Dall’inizio del 2007 a oggi gli sbarchi degli algerini sulle coste sud dell’isola sono stati 1396, l’anno precedente in dodici mesi si erano fermati a 115. Oltre mille uomini - i dati si riferiscono ai soli migranti recuperati in mare o identificati una volta a terra - alla ricerca di un futuro diverso rispetto a quello che li aspettava nel loro Paese. Ad Annaba, porto privilegiato di partenza, o in qualche villaggio tra Algeri e il mare.

In pochi, in Italia, si sono accorti di questo grande flusso - dapprima sporadico, poi sempre più intenso - di barchini di legno marcio che attraversavano il Canale di Sardegna, quello stretto corridoio di mare che separa le coste africane da quelle italiane. Stretto e calmo, questo corridoio: almeno in primavera e in estate. Così i barchini sono arrivati sulle spiagge invase dai turisti, davanti ai lussuosi villaggi vacanze di Santa Margherita di Pula o di Chia, nel mezzo delle ferie degli italiani benestanti. E gli immigrati sono sbarcati: molti sono riusciti a riprendere il mare da Cagliari, sui traghetti della Tirrenia. Altri invece sono stati fermati, accompagnati in città e poi rispediti in aereo alla volta di Bari, con un foglio di via in tasca regolarmente eluso.

Un mare di gente quella che è arrivata, un numero imprecisato quello di chi non ce l’ha fatta: in meno di dieci mesi la Capitaneria di porto algerina ha recuperato in mare oltre duecento cadaveri. Una strage silenziosa che si è compiuta lo scorso inverno e di cui hanno dato notizia solamente i principali quotidiani di Algeri, e di cui in Italia hanno parlato raramente le testate nazionali che hanno lasciato l’onere del racconto soltanto alla cronaca sarda. La stessa che nei giorni scorsi ha pubblicato il bilancio di un anno di attività della Capitaneria di Porto di Cagliari. “Qui in Sardegna ormai abbiamo imparato a fronteggiare la situazione - ha spiegato Giuliano Martinez, capo del reparto operativo della Guardia Costiera - l’esperienza degli anni scorsi ci ha aiutato”. Non hanno aiutato molto, invece le istituzioni locali e il Governo, che si è limitato incontrare il prefetto di Cagliari per cercare di arginare questo fiume umano che sogna un lavoro in Francia, passando per la Sardegna.

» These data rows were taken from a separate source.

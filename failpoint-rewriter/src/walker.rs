//! The statement/expression walker. Descends into every syntactic
//! container that could hold a marker call — function and closure
//! bodies, `if`/`match`/`while`/`for`/`loop`, assignment and `let`
//! right-hand sides, `return` expressions, and call/method-call/binary/
//! unary operands — then, at each block, rewrites the marker calls
//! that appear as that block's own statements.
//!
//! Macro invocations (`vec![...]`, `select!`, ...) are treated as
//! opaque leaves: their token streams are not re-parsed as Rust syntax,
//! so a marker call written inside one is not found. This mirrors the
//! boundary Rust's own macro hygiene draws and is a recorded Non-goal,
//! not an oversight.

use std::path::{Path, PathBuf};

use syn::{Block, Expr, ExprCall, Item, Stmt};

use crate::error::RewriteError;
use crate::imports::ImportMap;
use crate::labels;
use crate::rewriters;

fn ident_text(ident: &syn::Ident) -> String {
    let s = ident.to_string();
    s.strip_prefix("r#").unwrap_or(&s).to_string()
}

pub(crate) struct Walker<'a> {
    imports: &'a ImportMap,
    file_path: PathBuf,
    pub(crate) changed: bool,
}

impl<'a> Walker<'a> {
    pub(crate) fn new(imports: &'a ImportMap, file_path: &Path) -> Self {
        Walker {
            imports,
            file_path: file_path.to_path_buf(),
            changed: false,
        }
    }

    pub(crate) fn walk_items(&mut self, items: &mut [Item]) -> Result<(), RewriteError> {
        for item in items {
            self.walk_item(item)?;
        }
        Ok(())
    }

    fn walk_item(&mut self, item: &mut Item) -> Result<(), RewriteError> {
        match item {
            Item::Fn(f) => self.walk_block(&mut f.block)?,
            Item::Impl(imp) => {
                for it in &mut imp.items {
                    if let syn::ImplItem::Fn(m) = it {
                        self.walk_block(&mut m.block)?;
                    }
                }
            }
            Item::Trait(t) => {
                for it in &mut t.items {
                    if let syn::TraitItem::Fn(m) = it {
                        if let Some(block) = &mut m.default {
                            self.walk_block(block)?;
                        }
                    }
                }
            }
            Item::Mod(m) => {
                if let Some((_, items)) = &mut m.content {
                    self.walk_items(items)?;
                }
            }
            _ => {}
        }
        Ok(())
    }

    fn walk_block(&mut self, block: &mut Block) -> Result<(), RewriteError> {
        for stmt in &mut block.stmts {
            self.walk_stmt_children(stmt)?;
        }
        self.rewrite_stmts(&mut block.stmts)?;
        Ok(())
    }

    fn walk_stmt_children(&mut self, stmt: &mut Stmt) -> Result<(), RewriteError> {
        match stmt {
            Stmt::Local(local) => {
                if let Some(init) = &mut local.init {
                    self.walk_expr(&mut init.expr)?;
                    if let Some((_, diverge)) = &mut init.diverge {
                        self.walk_expr(diverge)?;
                    }
                }
            }
            Stmt::Expr(expr, _) => self.walk_expr(expr)?,
            Stmt::Item(item) => self.walk_item(item)?,
            Stmt::Macro(_) => {}
        }
        Ok(())
    }

    fn walk_expr(&mut self, expr: &mut Expr) -> Result<(), RewriteError> {
        match expr {
            Expr::Block(e) => self.walk_block(&mut e.block)?,
            Expr::If(e) => {
                self.walk_expr(&mut e.cond)?;
                self.walk_block(&mut e.then_branch)?;
                if let Some((_, else_branch)) = &mut e.else_branch {
                    self.walk_expr(else_branch)?;
                }
            }
            Expr::Match(e) => {
                self.walk_expr(&mut e.expr)?;
                for arm in &mut e.arms {
                    if let Some((_, guard)) = &mut arm.guard {
                        self.walk_expr(guard)?;
                    }
                    self.walk_expr(&mut arm.body)?;
                }
            }
            Expr::While(e) => {
                self.walk_expr(&mut e.cond)?;
                self.walk_block(&mut e.body)?;
            }
            Expr::ForLoop(e) => {
                self.walk_expr(&mut e.expr)?;
                self.walk_block(&mut e.body)?;
            }
            Expr::Loop(e) => self.walk_block(&mut e.body)?,
            Expr::Closure(e) => self.walk_expr(&mut e.body)?,
            Expr::Async(e) => self.walk_block(&mut e.block)?,
            Expr::Unsafe(e) => self.walk_block(&mut e.block)?,
            Expr::Call(e) => {
                self.walk_expr(&mut e.func)?;
                for arg in &mut e.args {
                    self.walk_expr(arg)?;
                }
            }
            Expr::MethodCall(e) => {
                self.walk_expr(&mut e.receiver)?;
                for arg in &mut e.args {
                    self.walk_expr(arg)?;
                }
            }
            Expr::Binary(e) => {
                self.walk_expr(&mut e.left)?;
                self.walk_expr(&mut e.right)?;
            }
            Expr::Unary(e) => self.walk_expr(&mut e.expr)?,
            Expr::Paren(e) => self.walk_expr(&mut e.expr)?,
            Expr::Reference(e) => self.walk_expr(&mut e.expr)?,
            Expr::Assign(e) => {
                self.walk_expr(&mut e.left)?;
                self.walk_expr(&mut e.right)?;
            }
            Expr::Return(e) => {
                if let Some(v) = &mut e.expr {
                    self.walk_expr(v)?;
                }
            }
            Expr::Tuple(e) => {
                for el in &mut e.elems {
                    self.walk_expr(el)?;
                }
            }
            Expr::Array(e) => {
                for el in &mut e.elems {
                    self.walk_expr(el)?;
                }
            }
            Expr::Field(e) => self.walk_expr(&mut e.base)?,
            Expr::Index(e) => {
                self.walk_expr(&mut e.expr)?;
                self.walk_expr(&mut e.index)?;
            }
            Expr::Try(e) => self.walk_expr(&mut e.expr)?,
            Expr::Cast(e) => self.walk_expr(&mut e.expr)?,
            Expr::Let(e) => self.walk_expr(&mut e.expr)?,
            Expr::Range(e) => {
                if let Some(s) = &mut e.start {
                    self.walk_expr(s)?;
                }
                if let Some(end) = &mut e.end {
                    self.walk_expr(end)?;
                }
            }
            _ => {}
        }
        Ok(())
    }

    fn marker_call<'s>(&self, expr: &'s Expr) -> Option<(&'static str, &'s ExprCall)> {
        let Expr::Call(call) = expr else { return None };
        let Expr::Path(p) = &*call.func else { return None };
        if p.path.segments.is_empty() || p.path.segments.len() > 2 {
            return None;
        }
        let segs: Vec<String> = p.path.segments.iter().map(|s| ident_text(&s.ident)).collect();
        self.imports.resolve(&segs).map(|name| (name, call))
    }

    fn rewrite_stmts(&mut self, stmts: &mut Vec<Stmt>) -> Result<(), RewriteError> {
        let old = std::mem::take(stmts);
        let mut iter = old.into_iter().peekable();
        let mut out = Vec::with_capacity(iter.len());
        while let Some(stmt) = iter.next() {
            let marker = if let Stmt::Expr(expr, _) = &stmt {
                self.marker_call(expr).map(|(name, call)| (name, call.clone()))
            } else {
                None
            };
            let Some((name, call)) = marker else {
                out.push(stmt);
                continue;
            };
            match name {
                "Label" => {
                    let label_name = rewriters::literal_str_arg(&call, 0, &self.file_path)?;
                    self.changed = true;
                    match iter.next() {
                        Some(Stmt::Expr(mut next_expr, next_semi)) => {
                            labels::attach_label(&mut next_expr, &label_name);
                            out.push(Stmt::Expr(next_expr, next_semi));
                        }
                        Some(other) => out.push(labels::wrap_labeled_block(other, &label_name)),
                        None => {}
                    }
                }
                "Fallthrough" => self.changed = true,
                "break" => {
                    let label = rewriters::optional_label_arg(&call, &self.file_path)?;
                    self.changed = true;
                    out.push(rewriters::break_stmt(label));
                }
                "continue" => {
                    let label = rewriters::optional_label_arg(&call, &self.file_path)?;
                    self.changed = true;
                    out.push(rewriters::continue_stmt(label));
                }
                "Goto" => {
                    let label = rewriters::literal_str_arg(&call, 0, &self.file_path)?;
                    self.changed = true;
                    out.push(rewriters::goto_stmt(&label));
                }
                "return" => {
                    self.changed = true;
                    out.push(rewriters::return_stmt(&call));
                }
                "Inject" => {
                    self.changed = true;
                    out.push(rewriters::inject_stmt(&call, &self.file_path)?);
                }
                "InjectContext" => {
                    self.changed = true;
                    out.push(rewriters::inject_context_stmt(&call, &self.file_path)?);
                }
                "InjectCall" => {
                    self.changed = true;
                    out.push(rewriters::inject_call_stmt(&call));
                }
                _ => out.push(stmt),
            }
        }
        *stmts = out;
        Ok(())
    }
}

In effetti, il Governo qualcosa lo ha fatto: ha pagato il conto dell’hotel a quattro stelle sul lungomare di Quartu Sant’Elena, vicino Cagliari, che ospita i clandestini in attesa del rimpatrio. Ma il rimpatrio, appunto, passa dall’Italia, da Bari o dalla Sicilia: in Sardegna non esistono Cpt, e l’unica soluzione per far tornare a casa questi disperati è aspettare un passaggio su un volo dell’Esercito. Che non sempre arriva entro i cinque giorni previsti dalla legge.

Continuano ad arrivare, invece, gli immigrati. Proprio oggi il termometro degli sbarchi ha raggiunto la sua massima vetta. All’alba, davanti a Chia, Porto Pino, Portoscuso, Sant’Antioco e Capo Teulada, iniziano gli avvistamenti. Prima un gommone, poi una lancia da pesca, poi un’altra: il conto finale della Capitaneria è di 143 clandestini. E altrettanti ne erano sbarcati il 10 settembre scorso.